出た! 「声帯結節(けっせつ)」!

「新宿ボイスクリニック」はJR新宿駅を新宿区役所脇の出口から出て、靖国通りを花園神社方向に3、4分歩いた所にある。実に近い。この隣にあるビルは十数年前に結婚した時に写真を撮ったスタジオがあるビルダから妙になじみ深い場所でもある。確かあの時も近いからという理由だったような気がする。

 お決まりの初診手続きを終え、そこそこの待ち時間で診察室に呼び入れられると若い先生が待っていた。

「はい、どうなさいましたー?」

 一瞬「しまった」と思った。いや大した問題ではない。若くて小柄な先生が「八嶋智人」みたいな感じだったと言うだけの話である。後で考えたらメガネが目立っていただけでそんなに似てもいなかったのだが、ノリの軽さがあんな感じだった。

 普通だったらそれが「親しみやすさ」に通じたのかもしれないが、生活に関わる症状で三院を渡り歩いてきた私はとにかくナーバスになっていた。コミュニケーションしづらいくらい無愛想なドクターXに出て来られても困るが、その時の気分としてはなんて言うか、もっと落ち着いた威厳が欲しい気分だったのである。

「実はこれこれで……」

「じゃあ見てみましょう」

 何はともあれ「ストロボ・スコープ」である。「どうせ腫れてるのがわかる程度なんじゃないか」と思いつつ、撮られる事に慣れてきた自分を感じる。「あーーーー」と発声しながらも、撮影の瞬間に「おえっ」となるタイミングを微妙に外せるようになっていた。映った画像も「T診療所」の時よりはやや鮮明に見えた。

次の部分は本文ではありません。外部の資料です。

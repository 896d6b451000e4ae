//! Record of what has been installed under a root.

use std::collections::BTreeMap;
use std::path::{Path, PathBuf};

use picoup_core::{ComponentId, Result};
use serde::{Deserialize, Serialize};

/// File name of the manifest inside the install root.
pub const MANIFEST_FILE_NAME: &str = "picoup-manifest.json";

/// Component tag → installed version.
#[derive(Debug, Clone, Default, PartialEq, Eq, Serialize, Deserialize)]
#[serde(transparent)]
pub struct Manifest {
    components: BTreeMap<String, String>,
}

impl Manifest {
    /// Path of the manifest under `root`.
    #[must_use]
    pub fn path(root: &Path) -> PathBuf {
        root.join(MANIFEST_FILE_NAME)
    }

    /// Load the manifest; a missing file is an empty manifest.
    ///
    /// # Errors
    ///
    /// Returns an error if the file exists but cannot be read or parsed.
    pub fn load(root: &Path) -> Result<Self> {
        match std::fs::read_to_string(Self::path(root)) {
            Ok(text) => Ok(serde_json::from_str(&text)?),
            Err(e) if e.kind() == std::io::ErrorKind::NotFound => Ok(Self::default()),
            Err(e) => Err(e.into()),
        }
    }

    /// Write the manifest via a temporary file and rename.
    ///
    /// # Errors
    ///
    /// Returns an error if the file cannot be written.
    pub fn save(&self, root: &Path) -> Result<()> {
        std::fs::create_dir_all(root)?;
        let path = Self::path(root);
        let tmp = root.join(format!(".{MANIFEST_FILE_NAME}.tmp"));
        let mut text = serde_json::to_string_pretty(self)?;
        text.push('\n');
        std::fs::write(&tmp, text)?;
        std::fs::rename(&tmp, &path)?;
        Ok(())
    }

    /// Record an installed component version.
    pub fn record(&mut self, id: ComponentId, version: impl Into<String>) {
        self.components.insert(id.tag().to_string(), version.into());
    }

    /// Installed version of a component, if recorded.
    #[must_use]
    pub fn get(&self, id: ComponentId) -> Option<&str> {
        self.components.get(id.tag()).map(String::as_str)
    }

    /// Recorded entries, sorted by component tag.
    pub fn iter(&self) -> impl Iterator<Item = (&str, &str)> {
        self.components
            .iter()
            .map(|(k, v)| (k.as_str(), v.as_str()))
    }
}
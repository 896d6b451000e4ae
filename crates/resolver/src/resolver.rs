//! The version resolver: request + host → install plan.

use std::sync::Arc;

use futures::try_join;
use picoup_core::{
    ComponentId, ComponentPlan, Error, HostEnvironment, IndexSource, InstallPlan, InstallRequest,
    PlatformKey, Release, ReleaseSource, Repository, Result,
};
use tracing::{debug, info, warn};

use crate::probe::InstallProbe;
use crate::select::select_asset;
use crate::upstream::{
    CMAKE_REPO, NINJA_REPO, PICO_SDK_CLONE_URL, SDK_TOOLS_REPO, install_path,
    sdk_tools_release_tag, v_tag,
};

/// How many tools-bundle releases to consider.
pub const DEFAULT_TOOLS_RELEASE_LIMIT: usize = 100;

/// Resolves every component of an [`InstallRequest`] into an [`InstallPlan`].
///
/// Component resolutions are independent and run concurrently. A failure on
/// a required component aborts the whole resolve with no partial plan; the
/// optional tools bundle never fails the resolve.
pub struct VersionResolver {
    releases: Arc<dyn ReleaseSource>,
    index: Arc<dyn IndexSource>,
    installed: Option<Arc<dyn InstallProbe>>,
    tools_release_limit: usize,
}

impl VersionResolver {
    /// Create a resolver over the given metadata sources.
    #[must_use]
    pub fn new(releases: Arc<dyn ReleaseSource>, index: Arc<dyn IndexSource>) -> Self {
        Self {
            releases,
            index,
            installed: None,
            tools_release_limit: DEFAULT_TOOLS_RELEASE_LIMIT,
        }
    }

    /// Prefer already-installed components: any component whose install path
    /// the probe reports as present is planned without a network call.
    #[must_use]
    pub fn prefer_installed(mut self, probe: Arc<dyn InstallProbe>) -> Self {
        self.installed = Some(probe);
        self
    }

    /// Limit the tools-bundle release listing.
    #[must_use]
    pub fn with_tools_release_limit(mut self, limit: usize) -> Self {
        self.tools_release_limit = limit;
        self
    }

    /// Resolve a request for a host.
    ///
    /// # Errors
    ///
    /// Returns the first required-component failure: [`Error::InvalidRequest`],
    /// [`Error::NotFound`], [`Error::Http`] or [`Error::IndexUnavailable`].
    pub async fn resolve(&self, request: &InstallRequest, env: HostEnvironment) -> Result<InstallPlan> {
        request.validate()?;
        info!(%env, sdk = %request.sdk, toolchain = %request.toolchain, "Resolving install plan");

        let (sdk, toolchain, tools, ninja, cmake, picotool, openocd) = try_join!(
            async { Ok::<_, Error>(self.resolve_sdk(request)) },
            self.resolve_toolchain(request, env),
            async { Ok(self.resolve_tools(request, env).await) },
            self.resolve_ninja(request, env),
            self.resolve_cmake(request, env),
            self.resolve_sdk_tools_product(ComponentId::Picotool, &request.picotool, env),
            self.resolve_sdk_tools_product(ComponentId::Openocd, &request.openocd, env),
        )?;

        Ok(InstallPlan {
            env,
            request: request.clone(),
            sdk,
            toolchain,
            tools,
            ninja,
            cmake,
            picotool,
            openocd,
        })
    }

    fn already_installed(&self, id: ComponentId, version: &str) -> Option<ComponentPlan> {
        let probe = self.installed.as_ref()?;
        let path = install_path(id, version);
        if probe.exists(&path) {
            info!(component = %id, %path, "Already installed, skipping resolution");
            Some(ComponentPlan::already_installed(id, version, path))
        } else {
            None
        }
    }

    fn resolve_sdk(&self, request: &InstallRequest) -> ComponentPlan {
        let version = &request.sdk;
        if let Some(plan) = self.already_installed(ComponentId::Sdk, version) {
            return plan;
        }
        ComponentPlan::clone_repo(
            ComponentId::Sdk,
            version,
            install_path(ComponentId::Sdk, version),
            PICO_SDK_CLONE_URL,
            format!("git clone of {PICO_SDK_CLONE_URL} at tag {version}"),
        )
    }

    async fn resolve_toolchain(
        &self,
        request: &InstallRequest,
        env: HostEnvironment,
    ) -> Result<ComponentPlan> {
        let id = ComponentId::Toolchain;
        let version = &request.toolchain;
        if let Some(plan) = self.already_installed(id, version) {
            return Ok(plan);
        }

        let index = self.index.load_index().await?;
        let key = PlatformKey::from(env);
        let url = index.url_for(version, key).ok_or_else(|| {
            Error::not_found(id.tag(), "toolchain version", version, format!("{key} ({env})"))
        })?;

        info!(%version, %key, provenance = %index.provenance, %url, "Resolved toolchain");
        Ok(ComponentPlan::download(
            id,
            version,
            install_path(id, version),
            url,
            format!("toolchain index ({}) key {key}", index.provenance),
        ))
    }

    /// Best effort: every failure path logs and yields `None`.
    async fn resolve_tools(
        &self,
        request: &InstallRequest,
        env: HostEnvironment,
    ) -> Option<ComponentPlan> {
        if !request.include_tools {
            return None;
        }
        let id = ComponentId::Tools;
        let version = &request.sdk;
        if let Some(plan) = self.already_installed(id, version) {
            return Some(plan);
        }

        let mut releases: Vec<Release> = match self
            .releases
            .list_releases(SDK_TOOLS_REPO, self.tools_release_limit)
            .await
        {
            Ok(releases) => releases.into_iter().filter(|r| !r.is_draft).collect(),
            Err(e) => {
                warn!(error = %e, "Could not list tools releases, skipping tools bundle");
                return None;
            }
        };
        releases.sort_by(|a, b| b.tag.cmp(&a.tag));

        let Some(release) = releases
            .iter()
            .find(|r| r.tag.contains(version.as_str()))
            .or_else(|| releases.first())
        else {
            warn!(repo = %SDK_TOOLS_REPO, "No tools releases published, skipping tools bundle");
            return None;
        };
        debug!(tag = %release.tag, "Chose tools release");

        let Some(asset) = select_asset(id, release, env, version) else {
            warn!(
                tag = %release.tag,
                %version,
                %env,
                available = ?release.asset_names(),
                "No tools bundle for this host, skipping"
            );
            return None;
        };

        info!(tag = %release.tag, asset = %asset.name, "Resolved tools bundle");
        Some(ComponentPlan::download(
            id,
            version,
            install_path(id, version),
            &asset.download_url,
            format!("{SDK_TOOLS_REPO} release {}, asset {}", release.tag, asset.name),
        ))
    }

    async fn resolve_ninja(
        &self,
        request: &InstallRequest,
        env: HostEnvironment,
    ) -> Result<ComponentPlan> {
        let version = &request.ninja;
        if let Some(plan) = self.already_installed(ComponentId::Ninja, version) {
            return Ok(plan);
        }
        self.resolve_tagged_release(ComponentId::Ninja, NINJA_REPO, version, &v_tag(version), env)
            .await
    }

    async fn resolve_cmake(
        &self,
        request: &InstallRequest,
        env: HostEnvironment,
    ) -> Result<ComponentPlan> {
        let version = &request.cmake;
        if let Some(plan) = self.already_installed(ComponentId::Cmake, version) {
            return Ok(plan);
        }
        self.resolve_tagged_release(ComponentId::Cmake, CMAKE_REPO, version, &v_tag(version), env)
            .await
    }

    async fn resolve_sdk_tools_product(
        &self,
        id: ComponentId,
        version: &str,
        env: HostEnvironment,
    ) -> Result<ComponentPlan> {
        if let Some(plan) = self.already_installed(id, version) {
            return Ok(plan);
        }
        let lookup = sdk_tools_release_tag(id, version);
        if lookup.guessed {
            warn!(
                component = %id,
                %version,
                tag = %lookup.tag,
                "Version not in release-tag table, guessing tag"
            );
        }
        self.resolve_tagged_release(id, SDK_TOOLS_REPO, version, &lookup.tag, env)
            .await
    }

    /// Fetch one release by exact tag and select the component's asset from it.
    async fn resolve_tagged_release(
        &self,
        id: ComponentId,
        repo: Repository,
        version: &str,
        tag: &str,
        env: HostEnvironment,
    ) -> Result<ComponentPlan> {
        let release = self
            .releases
            .get_release_by_tag(repo, tag)
            .await
            .map_err(|e| {
                if e.is_not_found() {
                    Error::not_found(id.tag(), format!("{repo} release tag"), tag, env.to_string())
                } else {
                    e
                }
            })?;

        let asset = select_asset(id, &release, env, version).ok_or_else(|| {
            debug!(component = %id, %tag, available = ?release.asset_names(), "No matching asset");
            Error::not_found(id.tag(), "matching release asset", tag, env.to_string())
        })?;

        info!(component = %id, %tag, asset = %asset.name, "Resolved release asset");
        Ok(ComponentPlan::download(
            id,
            version,
            install_path(id, version),
            &asset.download_url,
            format!("{repo} release {tag}, asset {}", asset.name),
        ))
    }
}

impl std::fmt::Debug for VersionResolver {
    fn fmt(&self, f: &mut std::fmt::Formatter<'_>) -> std::fmt::Result {
        f.debug_struct("VersionResolver")
            .field("prefer_installed", &self.installed.is_some())
            .field("tools_release_limit", &self.tools_release_limit)
            .finish_non_exhaustive()
    }
}
// Rust 1.92 compiler bug: false positives for thiserror/miette derive macro fields
// https://github.com/rust-lang/rust/issues/147648
#![allow(unused_assignments)]

//! picoup - resolve and install Raspberry Pi Pico SDK toolchains.
//!
//! The binary is a thin layer over this library:
//!
//! - [`cli`] - argument parsing, [`cli::CliError`] and exit codes
//! - [`config`] - flag / settings file / default precedence
//! - [`commands`] - `detect`, `resolve`, `install`, `toolchains`, `plan-install`
//! - [`tracing`] - stderr logging with a per-run correlation id

pub mod cli;
pub mod commands;
pub mod config;
pub mod tracing;

pub use cli::{CliError, exit_code_for};
pub use config::{FileSettings, Settings};
//! CLI smoke tests for tide.
//!
//! Every command runs from an empty temp directory so a stray `tide.toml`
//! in the working tree never leaks into the results.

use assert_cmd::Command;
use assert_cmd::cargo::cargo_bin_cmd;
use predicates::prelude::*;
use serial_test::serial;
use tempfile::TempDir;

fn tide_cmd(dir: &TempDir) -> Command {
  let mut cmd = cargo_bin_cmd!("tide");
  cmd.current_dir(dir.path());
  cmd.env_remove("RUST_LOG");
  cmd
}

fn empty_dir() -> TempDir {
  TempDir::new().unwrap()
}

// =============================================================================
// Help & Version
// =============================================================================

#[test]
fn help_flag_works() {
  let dir = empty_dir();
  tide_cmd(&dir)
    .arg("--help")
    .assert()
    .success()
    .stdout(predicate::str::contains("Usage"))
    .stdout(predicate::str::contains("thirdparty"));
}

#[test]
fn version_flag_works() {
  let dir = empty_dir();
  tide_cmd(&dir)
    .arg("--version")
    .assert()
    .success()
    .stdout(predicate::str::contains("tide"));
}

#[test]
fn unknown_subcommand_fails() {
  let dir = empty_dir();
  tide_cmd(&dir).arg("frobnicate").assert().failure();
}

// =============================================================================
// info
// =============================================================================

#[test]
#[cfg(target_os = "linux")]
fn info_reports_linux_host() {
  let dir = empty_dir();
  tide_cmd(&dir)
    .arg("info")
    .assert()
    .success()
    .stdout(predicate::str::contains("linux"));
}

#[test]
fn info_json_is_valid() {
  let dir = empty_dir();
  let output = tide_cmd(&dir).args(["info", "--json"]).output().unwrap();
  assert!(output.status.success());
  let json: serde_json::Value = serde_json::from_slice(&output.stdout).unwrap();
  assert!(json.get("platform").is_some());
}

// =============================================================================
// vars
// =============================================================================

#[test]
#[serial]
fn vars_lists_declared_variables() {
  let dir = empty_dir();
  tide_cmd(&dir)
    .arg("vars")
    .assert()
    .success()
    .stdout(predicate::str::contains("PRODUCT_VERSION"))
    .stdout(predicate::str::contains("GLOBAL_NAMESPACE"))
    .stdout(predicate::str::contains("1.3.0"));
}

#[test]
#[serial]
fn vars_argument_override_is_reported() {
  let dir = empty_dir();
  tide_cmd(&dir)
    .args(["vars", "PRODUCT_NAME=Acme"])
    .assert()
    .success()
    .stdout(predicate::str::contains("Acme (argument)"));
}

#[test]
#[serial]
fn vars_environment_value_is_reported() {
  let dir = empty_dir();
  tide_cmd(&dir)
    .args(["vars", "--json"])
    .env("PYTHON_VERSION", "3.12")
    .assert()
    .success()
    .stdout(predicate::str::contains("\"3.12\""))
    .stdout(predicate::str::contains("\"environment\""));
}

#[test]
fn vars_rejects_malformed_argument() {
  let dir = empty_dir();
  tide_cmd(&dir)
    .args(["vars", "NOT_AN_ASSIGNMENT"])
    .assert()
    .failure()
    .code(1)
    .stderr(predicate::str::contains("NOT_AN_ASSIGNMENT"));
}

#[test]
#[serial]
fn vars_reads_discovered_defaults_file() {
  let dir = empty_dir();
  std::fs::write(dir.path().join("tide.toml"), "product_version = \"2.0.0\"\n").unwrap();
  tide_cmd(&dir)
    .arg("vars")
    .assert()
    .success()
    .stdout(predicate::str::contains("2.0.0"));
}

#[test]
#[serial]
fn explicit_defaults_file_is_used() {
  let dir = empty_dir();
  let path = dir.path().join("custom.toml");
  std::fs::write(&path, "global_namespace = \"Acme\"\n").unwrap();
  tide_cmd(&dir)
    .arg("--defaults")
    .arg(&path)
    .arg("vars")
    .assert()
    .success()
    .stdout(predicate::str::contains("Acme"));
}

#[test]
fn missing_defaults_file_fails() {
  let dir = empty_dir();
  tide_cmd(&dir)
    .args(["--defaults", "does-not-exist.toml", "vars"])
    .assert()
    .failure()
    .stderr(predicate::str::contains("does-not-exist.toml"));
}

#[test]
fn unknown_defaults_key_fails() {
  let dir = empty_dir();
  std::fs::write(dir.path().join("tide.toml"), "no_such_key = 1\n").unwrap();
  tide_cmd(&dir).arg("vars").assert().failure();
}

// =============================================================================
// thirdparty
// =============================================================================

#[test]
fn thirdparty_webkit_lite_on_linux_uses_system_library() {
  let dir = empty_dir();
  tide_cmd(&dir)
    .args(["thirdparty", "webkit", "--os", "linux", "--arch", "x86_64", "--lite"])
    .assert()
    .success()
    .stdout(predicate::str::contains("webkitgtk-1.0"));
}

#[test]
fn thirdparty_json_uses_given_root() {
  let dir = empty_dir();
  let output = tide_cmd(&dir)
    .args([
      "thirdparty",
      "poco",
      "--os",
      "win32",
      "--arch",
      "x86",
      "--third-party-dir",
      "/opt/tp",
      "--json",
    ])
    .output()
    .unwrap();
  assert!(output.status.success());

  let json: serde_json::Value = serde_json::from_slice(&output.stdout).unwrap();
  let resolution = &json[0]["resolution"];
  assert_eq!(resolution["libraries"][0], "PocoFoundation");
  assert!(resolution["include_paths"][0].as_str().unwrap().starts_with("/opt/tp"));
}

#[test]
fn thirdparty_unknown_library_resolves_to_nothing() {
  let dir = empty_dir();
  tide_cmd(&dir)
    .args(["thirdparty", "nonexistent", "--os", "linux", "--arch", "x86"])
    .assert()
    .success()
    .stderr(predicate::str::contains("No paths or libraries"));
}

#[test]
fn thirdparty_without_names_lists_known_libraries() {
  let dir = empty_dir();
  tide_cmd(&dir)
    .args(["thirdparty", "--os", "osx", "--arch", "x86"])
    .assert()
    .success()
    .stdout(predicate::str::contains("webkit"))
    .stdout(predicate::str::contains("poco"));
}

#[test]
fn thirdparty_rejects_unknown_os() {
  let dir = empty_dir();
  tide_cmd(&dir)
    .args(["thirdparty", "curl", "--os", "beos", "--arch", "x86"])
    .assert()
    .failure();
}

// =============================================================================
// env
// =============================================================================

#[test]
#[serial]
#[cfg(target_os = "linux")]
fn env_prints_defines_and_flags() {
  let dir = empty_dir();
  tide_cmd(&dir)
    .arg("env")
    .assert()
    .success()
    .stdout(predicate::str::contains("OS_LINUX=1"))
    .stdout(predicate::str::contains("_OS_NAME=linux"))
    .stdout(predicate::str::contains("_PRODUCT_VERSION=1.3.0"));
}

#[test]
#[serial]
#[cfg(target_os = "linux")]
fn env_applies_lite_and_thirdparty() {
  let dir = empty_dir();
  tide_cmd(&dir)
    .args(["env", "--thirdparty", "webkit", "lite=1"])
    .assert()
    .success()
    .stdout(predicate::str::contains("TIDE_LITE"))
    .stdout(predicate::str::contains("webkitgtk-1.0"));
}

#[test]
#[serial]
#[cfg(target_os = "linux")]
fn env_json_expands_placeholders() {
  let dir = empty_dir();
  let output = tide_cmd(&dir)
    .args(["env", "--json", "PRODUCT_NAME=Acme"])
    .output()
    .unwrap();
  assert!(output.status.success());

  let stdout = String::from_utf8(output.stdout).unwrap();
  assert!(stdout.contains("Acme"));
  assert!(!stdout.contains("${"));
}
//! Host platform detection.
//!
//! Detection is split in two: [`HostInfo::current`] reads what the kernel
//! reports, and [`detect`] maps that report onto a [`Platform`] without
//! touching the host, so every branch can be exercised from tests.

use tracing::debug;

use super::Platform;
use super::arch::Arch;
use super::os::Os;

/// Kernel name and machine type as reported by `uname(2)`.
#[derive(Debug, Clone, PartialEq, Eq)]
pub struct HostInfo {
  pub sysname: String,
  pub machine: String,
}

impl HostInfo {
  pub fn new(sysname: impl Into<String>, machine: impl Into<String>) -> Self {
    Self {
      sysname: sysname.into(),
      machine: machine.into(),
    }
  }

  /// Query the running kernel.
  ///
  /// Returns `None` where no kernel introspection is available (Windows).
  #[cfg(unix)]
  pub fn current() -> Option<Self> {
    let uname = rustix::system::uname();
    Some(Self {
      sysname: uname.sysname().to_string_lossy().into_owned(),
      machine: uname.machine().to_string_lossy().into_owned(),
    })
  }

  #[cfg(not(unix))]
  pub fn current() -> Option<Self> {
    None
  }

  fn reports(&self, kernel: &str) -> bool {
    self.sysname.contains(kernel)
  }
}

/// Outcome of a successful detection.
#[derive(Debug, Clone, Copy, PartialEq, Eq)]
pub struct Detection {
  pub platform: Platform,
  /// Windows builds pin `PROCESSOR_ARCHITECTURE=x86` for every tool they spawn.
  pub force_x86_processor: bool,
}

/// Map a host report onto a platform.
///
/// A missing report is treated as Windows. Kernel names are matched by
/// substring in a fixed order: `CYGWIN`, `Darwin`, `Linux`. Anything else
/// yields `None`.
pub fn detect(host: Option<&HostInfo>) -> Option<Detection> {
  let detection = match host {
    None => windows(),
    Some(host) if host.reports("CYGWIN") => windows(),
    Some(host) if host.reports("Darwin") => Detection {
      platform: Platform::new(Os::Osx, Arch::X86),
      force_x86_processor: false,
    },
    Some(host) if host.reports("Linux") => {
      let arch = if host.machine == "x86_64" { Arch::X86_64 } else { Arch::X86 };
      Detection {
        platform: Platform::new(Os::Linux, arch),
        force_x86_processor: false,
      }
    }
    Some(host) => {
      debug!(sysname = %host.sysname, "unrecognized kernel name");
      return None;
    }
  };

  Some(detection)
}

fn windows() -> Detection {
  Detection {
    platform: Platform::new(Os::Win32, Arch::X86),
    force_x86_processor: true,
  }
}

 ……と、発声中の動画が映った途端、先生が画面に顔を近づけた。

「ん? ……ほー、ははあ」

「なにか?」

「声帯の表面がちょっと、異常と言えば異常な……」

 一応「声の仕事」をしている人間だから、「声帯の異常」に関しては若干の知識がある。「ポリープ」だったらもっとはっきりと声がおかしくなる、としたら……

「それはもしや声帯結節ってヤツですか?」

「そうですねー、結節と言って良いでしょうねー」

 なんで先生がそんな煮え切らない答えになってしまったのかと言うと、私の「声帯結節」がちょっと変わっていたからだった。

「声帯」とは、2つの粘膜がV字型に組み合わさった器官である。そしで「声帯結節」とは、普通はV字の指で言うと根元の方の両側にできる物なのだ。ところが私の場合は異変が片側だけ。しかも普段はスコープから見ると「ちょっと裏」にあって、声を出した時にのみやや前に表れるという、何とも半端な状態だったのである。

 忙しい「T診療所」では見つからなかったはずだ、と、ちょっとフォローしておこう。

 ともあれ、

 半端だろうがなかろうが、結節しているからには「声帯結節」である。

「病名」が判明して、ついに戦う相手が見えてきた。